1936 film by Edwin L. Marin

Sworn Enemy is a 1936 American crime film directed by Edwin L. Marin, written by Wells Root, and starring Robert Young, Florence Rice, Joseph Calleia, Lewis Stone, and Nat Pendleton. It was released on September 11, 1936, by Metro-Goldwyn-Mayer.

==Plot==
Henry “Hank” Sherman (Robert Young) is a young man searching for employment near a dock in New York. A policeman tells him Eli Decker owns a large business that extends for five blocks and asks Hank what he would prefer to lift: vegetables, chicken, or fish. Hank replies, “Vegetables,” because “they smell better.” In spite of a “No Help Wanted” sign in Eli Decker’s Market Corporation, Hank persuades the foreman, Mike, to give him a job unloading vegetables. After Hank punches out on the time clock, two men demand $10 a month to join their “protection association.” When Hank resists, the men start beating him up on the ground outside the building. An upper-class car approaches and stops, driven by Bergin (Norman Ainsley), with two passengers—a man in a business suit and hat, accompanied by a younger woman. The older man tells Bergin to get out to assist Hank, but Bergin demurs, stating the assailants are the same ones who beat him up the week before. The older man tells Bergin he is fired and gets out of the car with the young woman. The two attackers leave, and the man and woman help Hank to stand up, asking him what started the altercation. Hank explains how the “protection association” won’t let him work without paying, and the man introduces himself as Eli Decker (Samuel Hinds). Eli tells Hank he is fed up with thugs who demand “protection” money from businesses. He asks about Hank’s background: he was studying in law school until his brother’s support ran out and is now looking for a job. Eli offers Hank a chauffeur job driving as for $100 a month. Hank accepts, and Eli introduces the pretty, young woman as his secretary. Since Hank has trouble figuring out the switches and gears, Eli tells him to get out of the car. The two men change places, and Hank tries to impress Eli’s secretary (Peg Gattle, played by Florence Rice) by asking her to Coney Island.

A little later, Hank drives Peg to Sing Sing prison, unaware she is going to pick up her father, Dr. Simon Gattle (Lewis Stone). Hank stops the car to order lunch, but Peg is anxious to arrive at the prison. Hank proposes marriage to Peg, who smiles but says he needs to finish his law degree. After picking up Dr. Gattle and returning home, Peg tells Hank her father served twelve years in prison for something he didn’t do.

Boxer Steamer Krupp (Nat Pendleton) jogs by Hank, followed by his manager, Steve (Leslie Fenton), who is Hank’s brother. Steve says his fighter will bring enough money in that Hank can soon stop working in his chauffeur “monkey suit.” Hank says he is supporting himself now, and Steve borrows five dollars. Steve wonders if Hank’s boss, Eli Decker, can get a fight lined up for his boxer, as Dutch McTurck (Edward Pawley) tells Hank he has something to tell him and to bring his brother.

Meanwhile, Eli Decker and Special District Attorney Paul Scott (Harvey Stephens) talk to Dr. Gattle and Peg. Dr. Gattle says he listened to other men talk for twelve years and has determined that Joe Emerald is responsible for his prison sentence. Decker and Scott are surprised, because Emerald is considered a “cripple, a gambler” who is involved with horse racing and backing fighters, but with a strong reputation for supposedly being honest. Dr. Gattle states he has enough evidence to prove Emerald is the boss of every racket in the city.

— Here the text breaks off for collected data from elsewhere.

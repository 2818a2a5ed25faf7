use std::str::FromStr;
use std::sync::Arc;

use async_trait::async_trait;
use bigdecimal::BigDecimal;
use chrono::Utc;
use mockall::mock;

use crate::domain::context::RequestContext;
use crate::domain::errors::RepositoryError;
use crate::domain::logger::Logger;
use crate::domain::product::gateway::{ProductFilter, ProductGateway};
use crate::domain::product::model::{Product, ProductProps};
use crate::domain::product::presenter::ProductPresenter;

use super::presenter::ProductOutputPresenter;

mock! {
    pub ProductGw {}

    #[async_trait]
    impl ProductGateway for ProductGw {
        async fn create(&self, ctx: &RequestContext, product: &Product) -> Result<u64, RepositoryError>;
        async fn find_by_id(&self, ctx: &RequestContext, id: u64) -> Result<Option<Product>, RepositoryError>;
        async fn find_all(
            &self,
            ctx: &RequestContext,
            filter: &ProductFilter,
            page: u32,
            limit: u32,
        ) -> Result<(Vec<Product>, u64), RepositoryError>;
        async fn update(&self, ctx: &RequestContext, product: &Product) -> Result<(), RepositoryError>;
        async fn delete(&self, ctx: &RequestContext, id: u64) -> Result<(), RepositoryError>;
    }
}

mock! {
    pub Log {}

    impl Logger for Log {
        fn info(&self, message: &str);
        fn warn(&self, message: &str);
        fn error(&self, message: &str);
        fn debug(&self, message: &str);
    }
}

pub fn mock_logger() -> Arc<dyn Logger> {
    let mut logger = MockLog::new();
    logger.expect_info().returning(|_| ());
    logger.expect_warn().returning(|_| ());
    logger.expect_error().returning(|_| ());
    logger.expect_debug().returning(|_| ());
    Arc::new(logger)
}

pub fn presenter() -> Arc<dyn ProductPresenter> {
    Arc::new(ProductOutputPresenter)
}

pub fn price(value: &str) -> BigDecimal {
    BigDecimal::from_str(value).unwrap()
}

pub fn stored_product(id: u64, name: &str) -> Product {
    let now = Utc::now();
    Product::from_repository(
        id,
        ProductProps {
            name: name.to_string(),
            description: "Stored description".to_string(),
            price: price("19.90"),
            category_id: 2,
        },
        now,
        now,
    )
}
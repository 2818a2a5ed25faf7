use async_trait::async_trait;

use crate::domain::context::RequestContext;
use crate::domain::errors::AppError;
use crate::domain::product::presenter::ProductOutput;

pub struct GetProductByIdParams {
    pub id: u64,
}

#[async_trait]
pub trait GetProductByIdUseCase: Send + Sync {
    async fn execute(
        &self,
        ctx: &RequestContext,
        params: GetProductByIdParams,
    ) -> Result<ProductOutput, AppError>;
}
use std::env;

use super::app_config::parse_or_default;

const DEFAULT_PORT: u16 = 8080;

/// Server configuration for HTTP listener
#[derive(Debug, Clone)]
pub struct ServerConfig {
    pub ip: String,
    pub port: u16,
}

impl ServerConfig {
    /// Load server configuration from environment variables
    ///
    /// Environment variables:
    /// - SERVICE_IP: IP address to bind (default: "127.0.0.1")
    /// - SERVICE_PORT: Port to bind (default: 8080)
    pub fn from_env() -> Self {
        let ip = env::var("SERVICE_IP").unwrap_or_else(|_| "127.0.0.1".to_string());
        let port = parse_or_default("SERVICE_PORT", env::var("SERVICE_PORT").ok(), DEFAULT_PORT);

        Self { ip, port }
    }

    pub fn bind_address(&self) -> String {
        format!("{}:{}", self.ip, self.port)
    }
}
use poem_openapi::Tags;

#[derive(Debug, Tags)]
pub enum ApiTags {
    Health,
    Products,
}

Dutch McTurck warns Steve and Hank that with the news of the investigation into the city’s criminal rackets, Hank is working for the wrong man. Steve protests and says Hank is just working for Eli Decker so that Decker can get a fight lined up for Steamer.

Dr. Gattle tells the other men that the reason Joe Emerald has been impossible to convict on any charges is because he operates with cash only, with a vault “somewhere.” Hank comes in to warn Eli Decker that the criminal element is now out to get him and offers to be his bodyguard. Decker tells Hank to keep studying his law books. Outside Steve convinces Decker to get a fight lined up at the Garden, and the two ride in the back seat of the car. But when the car arrives at Decker’s destination, two men climb up into a backhoe. Another car cuts off Hank, so he is unable to go forward, and the heavy backhoe bucket drops on Decker’s car, fatally crushing both Decker and Steve inside. Steve dies in his brother’s arms. At the cemetery Dutch offers to buy Hank a drink, but inside the bar Hank just sits sadly. Later Dutch says he is getting promoted by his boss and says Hank can get a job with him. But Hank first becomes an investigator under Paul Scott, taking the oath of his office with Peg and Dr. Gattle watching on. Scott tells Hank to be sure to get records of what the top crime boss is doing, whether it is Emerald or not.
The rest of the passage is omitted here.